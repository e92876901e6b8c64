//! Task Repository
//!
//! Handles all database operations related to tasks.

use chrono::{DateTime, Utc};
use launchpad_core::domain::task::{Priority, Task};
use sqlx::{QueryBuilder, Sqlite, SqlitePool};

const TASK_COLUMNS: &str =
    "id, title, description, completed, priority, category, due_date, created_at, updated_at";

/// Validated values for a new task
#[derive(Debug, Clone)]
pub struct NewTask {
    pub title: String,
    pub description: String,
    pub priority: Priority,
    pub category: String,
    pub due_date: Option<DateTime<Utc>>,
}

/// Listing filters; `None` means "any"
#[derive(Debug, Clone, Default)]
pub struct TaskQuery {
    pub category: Option<String>,
    pub priority: Option<String>,
    pub completed: Option<bool>,
    /// Substring of the title or description
    pub search: Option<String>,
}

/// Create a new task in the database
pub async fn create(pool: &SqlitePool, new: NewTask) -> Result<Task, sqlx::Error> {
    let now = Utc::now();

    let result = sqlx::query(
        r#"
        INSERT INTO tasks (
            title, description, completed, priority, category,
            due_date, created_at, updated_at
        )
        VALUES (?, ?, 0, ?, ?, ?, ?, ?)
        "#,
    )
    .bind(&new.title)
    .bind(&new.description)
    .bind(new.priority.as_str())
    .bind(&new.category)
    .bind(new.due_date)
    .bind(now)
    .bind(now)
    .execute(pool)
    .await?;

    Ok(Task {
        id: result.last_insert_rowid(),
        title: new.title,
        description: new.description,
        completed: false,
        priority: new.priority,
        category: new.category,
        due_date: new.due_date,
        created_at: now,
        updated_at: now,
    })
}

/// Find a task by ID
pub async fn find_by_id(pool: &SqlitePool, id: i64) -> Result<Option<Task>, sqlx::Error> {
    let row = sqlx::query_as::<_, TaskRow>(&format!(
        "SELECT {} FROM tasks WHERE id = ?",
        TASK_COLUMNS
    ))
    .bind(id)
    .fetch_optional(pool)
    .await?;

    Ok(row.map(|r| r.into()))
}

/// List tasks matching the query, newest first
pub async fn list(pool: &SqlitePool, query: &TaskQuery) -> Result<Vec<Task>, sqlx::Error> {
    let mut builder: QueryBuilder<Sqlite> =
        QueryBuilder::new(format!("SELECT {} FROM tasks WHERE 1 = 1", TASK_COLUMNS));

    if let Some(category) = &query.category {
        builder.push(" AND category = ").push_bind(category.clone());
    }
    if let Some(priority) = &query.priority {
        builder.push(" AND priority = ").push_bind(priority.clone());
    }
    if let Some(completed) = query.completed {
        builder.push(" AND completed = ").push_bind(completed);
    }
    if let Some(search) = &query.search {
        let pattern = format!("%{}%", search);
        builder
            .push(" AND (title LIKE ")
            .push_bind(pattern.clone())
            .push(" OR description LIKE ")
            .push_bind(pattern)
            .push(")");
    }

    builder.push(" ORDER BY created_at DESC, id DESC");

    let rows = builder.build_query_as::<TaskRow>().fetch_all(pool).await?;

    Ok(rows.into_iter().map(|r| r.into()).collect())
}

/// Persist every mutable field of a task
pub async fn update(pool: &SqlitePool, task: &Task) -> Result<bool, sqlx::Error> {
    let result = sqlx::query(
        r#"
        UPDATE tasks
        SET title = ?, description = ?, completed = ?, priority = ?,
            category = ?, due_date = ?, updated_at = ?
        WHERE id = ?
        "#,
    )
    .bind(&task.title)
    .bind(&task.description)
    .bind(task.completed)
    .bind(task.priority.as_str())
    .bind(&task.category)
    .bind(task.due_date)
    .bind(task.updated_at)
    .bind(task.id)
    .execute(pool)
    .await?;

    Ok(result.rows_affected() > 0)
}

/// Delete a task
pub async fn delete(pool: &SqlitePool, id: i64) -> Result<bool, sqlx::Error> {
    let result = sqlx::query("DELETE FROM tasks WHERE id = ?")
        .bind(id)
        .execute(pool)
        .await?;

    Ok(result.rows_affected() > 0)
}

/// Total and completed task counts
pub async fn counts(pool: &SqlitePool) -> Result<(i64, i64), sqlx::Error> {
    sqlx::query_as::<_, (i64, i64)>(
        "SELECT COUNT(*), COALESCE(SUM(CASE WHEN completed THEN 1 ELSE 0 END), 0) FROM tasks",
    )
    .fetch_one(pool)
    .await
}

// =============================================================================
// Database Row Types
// =============================================================================

#[derive(sqlx::FromRow)]
struct TaskRow {
    id: i64,
    title: String,
    description: String,
    completed: bool,
    priority: String,
    category: String,
    due_date: Option<DateTime<Utc>>,
    created_at: DateTime<Utc>,
    updated_at: DateTime<Utc>,
}

impl From<TaskRow> for Task {
    fn from(row: TaskRow) -> Self {
        Task {
            id: row.id,
            title: row.title,
            description: row.description,
            completed: row.completed,
            // Only validated priorities are ever written
            priority: row.priority.parse().unwrap_or_default(),
            category: row.category,
            due_date: row.due_date,
            created_at: row.created_at,
            updated_at: row.updated_at,
        }
    }
}
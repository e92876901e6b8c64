//! Provisioning command handlers
//!
//! `init`, `plan`, `validate`, `apply` and `destroy`.

use anyhow::Result;
use launchpad_runner::{Pipeline, RunContext, vars};

use super::output;

/// `terraform init`
pub async fn init(pipeline: &Pipeline, ctx: &RunContext) -> Result<()> {
    let result = pipeline.provisioner().init(ctx).await?;
    output::tool_output(&result);
    output::success("Terraform initialized");
    Ok(())
}

/// Validate variables, then `terraform plan`
pub async fn plan(pipeline: &Pipeline, ctx: &RunContext) -> Result<()> {
    vars::load_variables(&ctx.config.vars_file)?;

    let result = pipeline.provisioner().plan(ctx).await?;
    output::tool_output(&result);
    Ok(())
}

/// Variables, terraform definitions and playbook syntax
pub async fn validate(pipeline: &Pipeline, ctx: &RunContext) -> Result<()> {
    output::step("Validating deployment variables");
    vars::load_variables(&ctx.config.vars_file)?;
    output::success(&format!("{} is valid", ctx.config.vars_file.display()));

    output::step("Validating terraform definitions");
    let result = pipeline.provisioner().validate(ctx).await?;
    output::tool_output(&result);

    output::step("Checking playbook syntax");
    let result = pipeline.configurator().syntax_check(ctx).await?;
    output::tool_output(&result);

    output::success("Validation passed");
    Ok(())
}

/// Provision, wait for readiness, write the inventory
pub async fn apply(pipeline: &Pipeline, ctx: &mut RunContext) -> Result<()> {
    output::step("Provisioning infrastructure");
    let target = pipeline.provision(ctx).await?;

    output::success(&format!("Host {} is ready", target));
    println!("  Inventory: {}", ctx.inventory_path().display());
    println!("  Evidence:  {}", ctx.evidence.dir().display());
    Ok(())
}

/// `terraform destroy`
pub async fn destroy(pipeline: &Pipeline, ctx: &mut RunContext) -> Result<()> {
    output::step("Destroying infrastructure");
    pipeline.destroy(ctx).await?;
    output::success("Infrastructure destroyed");
    Ok(())
}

---*---

#### Exercise objective
Looking at the records above, please work out how many lines contain "plan" and state only that number.

#### Output for this task
4